# Watson PMDD Pre-mix, no phosphate?



## David W. A. (Aug 22, 2006)

Contains 1 part Potassium Nitrate, 1 part Potassium Sulfate, 1 part Magnesium Sulfate, 1 part Plantex CSM+B.


why doesn't it have Phosphate too? I went to Greg Watson and bought the PMDD pre-mix, but wonder why monopotassium Phosphate isn't included?

I have a somewhat heavy fish load, lots of light and CO2 - I think I read somewhere that I might get all the phosphate I need from fish waste, so maybe I shouldn't care about phosphate?

David A.


----------



## bigstick120 (Mar 8, 2005)

Plants need PO4 to grow, its not in the PMDD mix because the CSB and PO4 will react and cause a white cloudy mess.


----------



## Adrian (Aug 4, 2006)

*No Phosphate*

The original Sears Conlin work pointed out to phosphate as the source for algae. It stated that for as long as you have your nutrients in check and low phosphate levels then algae will not be a problem. Later this has been proven not to be true (check some readings by Tom Barr on Estimative Index). I overdosed phosphates a few times to 10ppm and no algae infestation happened.

To answer whether you have enough phosphates - it depends on other nutrients, especially light. You can run a beautiful low tech tank with fairly low level of light and using only what the fish will provide as a fertilizer, or you can have plenty of light and fast growth but this requires other nutrients to follow - CO2, NPK and macro.

Hope this helps,

Adrian


----------



## David W. A. (Aug 22, 2006)

I think the underlying question is - do I need Phosphate? 
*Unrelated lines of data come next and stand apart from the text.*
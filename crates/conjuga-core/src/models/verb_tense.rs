use serde::{Deserialize, Serialize};

/// Key of one drillable conjugation table.
#[derive(Debug, Clone, PartialEq, Eq, Hash, PartialOrd, Ord, Serialize, Deserialize)]
pub struct VerbTense {
    pub verb: String,
    pub tense: String,
}

impl VerbTense {
    pub fn new(verb: impl Into<String>, tense: impl Into<String>) -> Self {
        Self {
            verb: verb.into(),
            tense: tense.into(),
        }
    }
}

impl std::fmt::Display for VerbTense {
    fn fmt(&self, f: &mut std::fmt::Formatter<'_>) -> std::fmt::Result {
        write!(f, "{}/{}", self.verb, self.tense)
    }
}
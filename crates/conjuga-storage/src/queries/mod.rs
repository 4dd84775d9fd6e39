//! SQL per table.

pub mod attempt_ops;
pub mod preference_ops;
pub mod sentence_ops;

use chrono::{DateTime, Utc};

use conjuga_core::errors::StorageResult;
use conjuga_core::models::PronounSlot;

use crate::corrupt;

pub(crate) fn slot_from_column(table: &str, raw: i64) -> StorageResult<PronounSlot> {
    usize::try_from(raw)
        .ok()
        .and_then(PronounSlot::from_index)
        .ok_or_else(|| corrupt(table, format!("pronoun_slot {raw} out of range")))
}

pub(crate) fn slot_to_column(slot: PronounSlot) -> i64 {
    slot.index() as i64
}

pub(crate) fn parse_timestamp(table: &str, raw: &str) -> StorageResult<DateTime<Utc>> {
    DateTime::parse_from_rfc3339(raw)
        .map(|dt| dt.with_timezone(&Utc))
        .map_err(|e| corrupt(table, format!("bad timestamp {raw:?}: {e}")))
}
In another posting it was suggested that I do, but I wasn't keen enough to see that the PMDD mix from Watson didn't include Phosphate when I ordered it. Seems strange that if it is an important element why isn't in the mix - old issue or not. 

I have pressurized CO2, 4x65 watts on 120 gallons, with a moderately heavy fish load.

David A


----------



## hoppycalif (Apr 7, 2005)

When PMDD was developed it was the cutting edge for fertilizing, a way to fertilize and not spend a fortune on pre-mixed liquid fertilizers. At that time phosphate was considered to be something to be removed from the water, not added, and nitrate was considered to be just another trace element. So, PMDD contains too little nitrate and no phosphate. You could still use it, just as you could still drive a Ford Model A and get where you were going.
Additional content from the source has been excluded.